Frost-free refrigerator/freezers started appearing in 1962 and these things were for people living on the cheap. Afte I graduated, I swore I'd never deal with that again, just like I swore I'd never drink another Busch 16 oz "pounder" no matter how cheap it was.
Then there came the freezer I bought a few years ago. I just needed something to store extra frozen stuff. I keep it in the garage. I don't think I spent more than $300 for it. Why so cheap? Because it wasn't frost free. It didn't occur to me that they'd still have these things around in the 21st century. I mean, I'm supposed to have a jet pack by now. If they're still making non-frost free units, what hope do I have for jetting across the skies of New Jersey?
Anyway, all this is a long way of telling you that I finally defrosted the thing. Several inches of ice, plus the freezer bag of soup that had managed to become one with the ice and the shelf it was lying on told me that it was time. That, plus the offers I was getting from local museums to do some exploring in the ice led me to shut the thing off.
I threw some towels in there. I put a pot of hot water in there.
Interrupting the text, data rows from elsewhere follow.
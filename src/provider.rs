//! Data provider boundary.
//!
//! The engine only sees this trait; swapping the data source must not
//! affect anything downstream of it.

use std::path::PathBuf;

use chrono::NaiveDate;
use serde::Deserialize;
use thiserror::Error;

use crate::error::ChartError;
use crate::series::{Bar, PriceSeries};

/// Failures at the data boundary. Both are recoverable: the engine
/// turns them into an informational chart, never a crash.
#[derive(Debug, Clone, PartialEq, Error)]
pub enum ProviderError {
    /// Unknown symbol or no data in the requested range.
    #[error("no data available: {0}")]
    DataUnavailable(String),

    /// The provider itself failed (I/O, malformed payload).
    #[error("{0}")]
    Service(String),
}

impl From<ProviderError> for ChartError {
    fn from(err: ProviderError) -> Self {
        match err {
            ProviderError::DataUnavailable(msg) => ChartError::DataUnavailable(msg),
            ProviderError::Service(msg) => ChartError::Provider(msg),
        }
    }
}

/// Source of daily OHLCV bars for a symbol. `end` is exclusive.
pub trait DataProvider {
    fn fetch(
        &self,
        symbol: &str,
        start: NaiveDate,
        end: NaiveDate,
    ) -> Result<PriceSeries, ProviderError>;
}

/// Offline provider reading per-symbol CSV files from a directory.
///
/// Expects `{SYMBOL}.csv` with a `date,open,high,low,close,volume`
/// header, dates ascending.
pub struct CsvProvider {
    dir: PathBuf,
}

#[derive(Debug, Deserialize)]
struct CsvBar {
    date: NaiveDate,
    open: f64,
    high: f64,
    low: f64,
    close: f64,
    volume: u64,
}

impl CsvProvider {
    pub fn new(dir: impl Into<PathBuf>) -> Self {
        Self { dir: dir.into() }
    }
}

impl DataProvider for CsvProvider {
    fn fetch(
        &self,
        symbol: &str,
        start: NaiveDate,
        end: NaiveDate,
    ) -> Result<PriceSeries, ProviderError> {
        let symbol = symbol.to_uppercase();
        let path = self.dir.join(format!("{symbol}.csv"));
        if !path.exists() {
            return Err(ProviderError::DataUnavailable(format!(
                "unknown symbol {symbol}"
            )));
        }

        let mut reader = csv::Reader::from_path(&path)
            .map_err(|e| ProviderError::Service(format!("{}: {e}", path.display())))?;

        let mut bars = Vec::new();
        for row in reader.deserialize::<CsvBar>() {
            let row = row.map_err(|e| ProviderError::Service(format!("{symbol}: {e}")))?;
            if row.date >= start && row.date < end {
                bars.push(Bar {
                    date: row.date,
                    open: row.open,
                    high: row.high,
                    low: row.low,
                    close: row.close,
                    volume: row.volume,
                });
            }
        }
        if bars.is_empty() {
            return Err(ProviderError::DataUnavailable(format!(
                "no data for {symbol} between {start} and {end}"
            )));
        }

        PriceSeries::from_bars(bars).map_err(|e| ProviderError::Service(e.to_string()))
    }
}

#[cfg(test)]
mod tests {
    use super::*;
    use std::io::Write;

    fn day(m: u32, d: u32) -> NaiveDate {
        NaiveDate::from_ymd_opt(2024, m, d).unwrap()
    }

    fn write_fixture(dir: &std::path::Path) {
        let mut file = std::fs::File::create(dir.join("SPY.csv")).unwrap();
        writeln!(file, "date,open,high,low,close,volume").unwrap();
        writeln!(file, "2024-01-02,100.0,101.0,99.0,100.5,1000").unwrap();
        writeln!(file, "2024-01-03,100.5,102.0,100.0,101.5,1100").unwrap();
        writeln!(file, "2024-01-04,101.5,103.0,101.0,102.0,900").unwrap();
    }

    #[test]
    fn test_fetch_filters_half_open_range() {
        let dir = std::env::temp_dir().join("candleview-csv-test-range");
        std::fs::create_dir_all(&dir).unwrap();
        write_fixture(&dir);

        let provider = CsvProvider::new(&dir);
        let series = provider.fetch("spy", day(1, 2), day(1, 4)).unwrap();
        // End date is exclusive: the 2024-01-04 bar stays out.
        assert_eq!(series.len(), 2);
        assert_eq!(series.bars()[1].date, day(1, 3));
    }

    #[test]
    fn test_fetch_unknown_symbol() {
        let dir = std::env::temp_dir().join("candleview-csv-test-unknown");
        std::fs::create_dir_all(&dir).unwrap();

        let provider = CsvProvider::new(&dir);
        let err = provider.fetch("ZZZZINVALID", day(1, 1), day(2, 1)).unwrap_err();
        assert!(matches!(err, ProviderError::DataUnavailable(_)));
    }

    #[test]
    fn test_fetch_empty_range() {
        let dir = std::env::temp_dir().join("candleview-csv-test-empty");
        std::fs::create_dir_all(&dir).unwrap();
        write_fixture(&dir);

        let provider = CsvProvider::new(&dir);
        let err = provider.fetch("SPY", day(6, 1), day(7, 1)).unwrap_err();
        assert!(matches!(err, ProviderError::DataUnavailable(_)));
    }
}
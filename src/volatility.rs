//! Volatility overlays: rolling deviation and Bollinger Bands.

use crate::common::{rolling, sample_std};
use crate::error::ChartError;
use crate::moving_averages::sma;
use crate::series::DerivedSeries;

/// Rolling standard deviation over a trailing window.
///
/// Uses the sample deviation (ddof = 1), so a window of length 1 is
/// undefined everywhere.
pub fn rolling_std(values: &[f64], period: usize) -> Result<DerivedSeries, ChartError> {
    if period < 1 {
        return Err(ChartError::InvalidParameter(format!(
            "standard deviation period must be >= 1, got {period}"
        )));
    }
    let defined: Vec<Option<f64>> = values.iter().copied().map(Some).collect();
    Ok(rolling(&defined, period, sample_std))
}

/// Bollinger Bands output, aligned with the input series.
#[derive(Debug, Clone, PartialEq)]
pub struct BollingerBands {
    pub middle: DerivedSeries,
    pub upper: DerivedSeries,
    pub lower: DerivedSeries,
}

/// Bollinger Bands
///
/// # Formula
/// Middle = SMA(period)
/// Upper  = Middle + multiplier × σ(period)
/// Lower  = Middle - multiplier × σ(period)
///
/// where σ is the rolling sample standard deviation over the same
/// trailing window.
///
/// # Errors
/// `InvalidParameter` when `period < 1` or `multiplier` is not a
/// positive finite number.
pub fn bollinger_bands(
    values: &[f64],
    period: usize,
    multiplier: f64,
) -> Result<BollingerBands, ChartError> {
    if period < 1 {
        return Err(ChartError::InvalidParameter(format!(
            "Bollinger Bands period must be >= 1, got {period}"
        )));
    }
    if !(multiplier > 0.0 && multiplier.is_finite()) {
        return Err(ChartError::InvalidParameter(format!(
            "Bollinger Bands multiplier must be > 0, got {multiplier}"
        )));
    }

    let middle = sma(values, period)?;
    let std = rolling_std(values, period)?;

    let band = |sign: f64| -> DerivedSeries {
        middle
            .iter()
            .zip(&std)
            .map(|(m, s)| match (m, s) {
                (Some(m), Some(s)) => Some(m + sign * multiplier * s),
                _ => None,
            })
            .collect()
    };

    Ok(BollingerBands {
        upper: band(1.0),
        lower: band(-1.0),
        middle,
    })
}

#[cfg(test)]
mod tests {
    use super::*;

    const EPSILON: f64 = 1e-10;

    fn assert_approx_eq(a: Option<f64>, b: f64) {
        let a = a.expect("value should be defined");
        assert!((a - b).abs() < EPSILON, "Values differ: {} vs {}", a, b);
    }

    #[test]
    fn test_rolling_std_basic() {
        let values = vec![1.0, 2.0, 3.0, 4.0];
        let result = rolling_std(&values, 3).unwrap();

        assert_eq!(result[0], None);
        assert_eq!(result[1], None);
        // [1,2,3]: sample variance 1.0
        assert_approx_eq(result[2], 1.0);
        assert_approx_eq(result[3], 1.0);
    }

    #[test]
    fn test_bollinger_band_arithmetic() {
        let values = vec![1.0, 2.0, 3.0, 4.0, 5.0];
        let bands = bollinger_bands(&values, 3, 2.0).unwrap();

        // At index 2: middle = 2.0, sigma = 1.0
        assert_approx_eq(bands.middle[2], 2.0);
        assert_approx_eq(bands.upper[2], 4.0);
        assert_approx_eq(bands.lower[2], 0.0);
    }

    #[test]
    fn test_bollinger_width_is_two_multiplier_sigma() {
        let values = vec![10.0, 12.0, 11.0, 14.0, 13.0, 15.0, 12.0, 16.0];
        let m = 1.5;
        let bands = bollinger_bands(&values, 4, m).unwrap();
        let sigma = rolling_std(&values, 4).unwrap();

        for i in 0..values.len() {
            match (bands.upper[i], bands.lower[i], sigma[i]) {
                (Some(u), Some(l), Some(s)) => {
                    assert!((u - l - 2.0 * m * s).abs() < EPSILON);
                }
                (None, None, None) => {}
                other => panic!("bands and sigma disagree on definedness: {:?}", other),
            }
        }
    }

    #[test]
    fn test_bollinger_period_one_has_no_bands() {
        // A single-point window has no sample deviation.
        let values = vec![1.0, 2.0, 3.0];
        let bands = bollinger_bands(&values, 1, 2.0).unwrap();
        assert!(bands.middle.iter().all(|x| x.is_some()));
        assert!(bands.upper.iter().all(|x| x.is_none()));
        assert!(bands.lower.iter().all(|x| x.is_none()));
    }

    #[test]
    fn test_bollinger_short_input_all_undefined() {
        let bands = bollinger_bands(&[1.0, 2.0], 5, 2.0).unwrap();
        assert!(bands.middle.iter().all(|x| x.is_none()));
        assert!(bands.upper.iter().all(|x| x.is_none()));
    }

    #[test]
    fn test_bollinger_rejects_bad_parameters() {
        assert!(bollinger_bands(&[1.0, 2.0], 0, 2.0).is_err());
        assert!(bollinger_bands(&[1.0, 2.0], 2, 0.0).is_err());
        assert!(bollinger_bands(&[1.0, 2.0], 2, -1.0).is_err());
        assert!(bollinger_bands(&[1.0, 2.0], 2, f64::NAN).is_err());
    }
}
I watched the entire Bears/Seahawks game and the first half of the Jets/Pats game. Six hours later, there was very little progress. So it was time to break out the heavy artillery: the warranty-voiding flat head screwdriver, the large putty knife, and the ice scraper from my car. I started getting some of those satisfying ice slabs I used to get in college but it was mostly shaved ice. I considered getting some food coloring and selling some snow cones but it's probably too early in the season.
By 9:00, I had the whole thing dried off and ready for reloading. And I'll check on it more frequently this time around. Sure, like I checked on the baking soda thing I found in the back of the freezer which I was supposed to replace in June of 2009.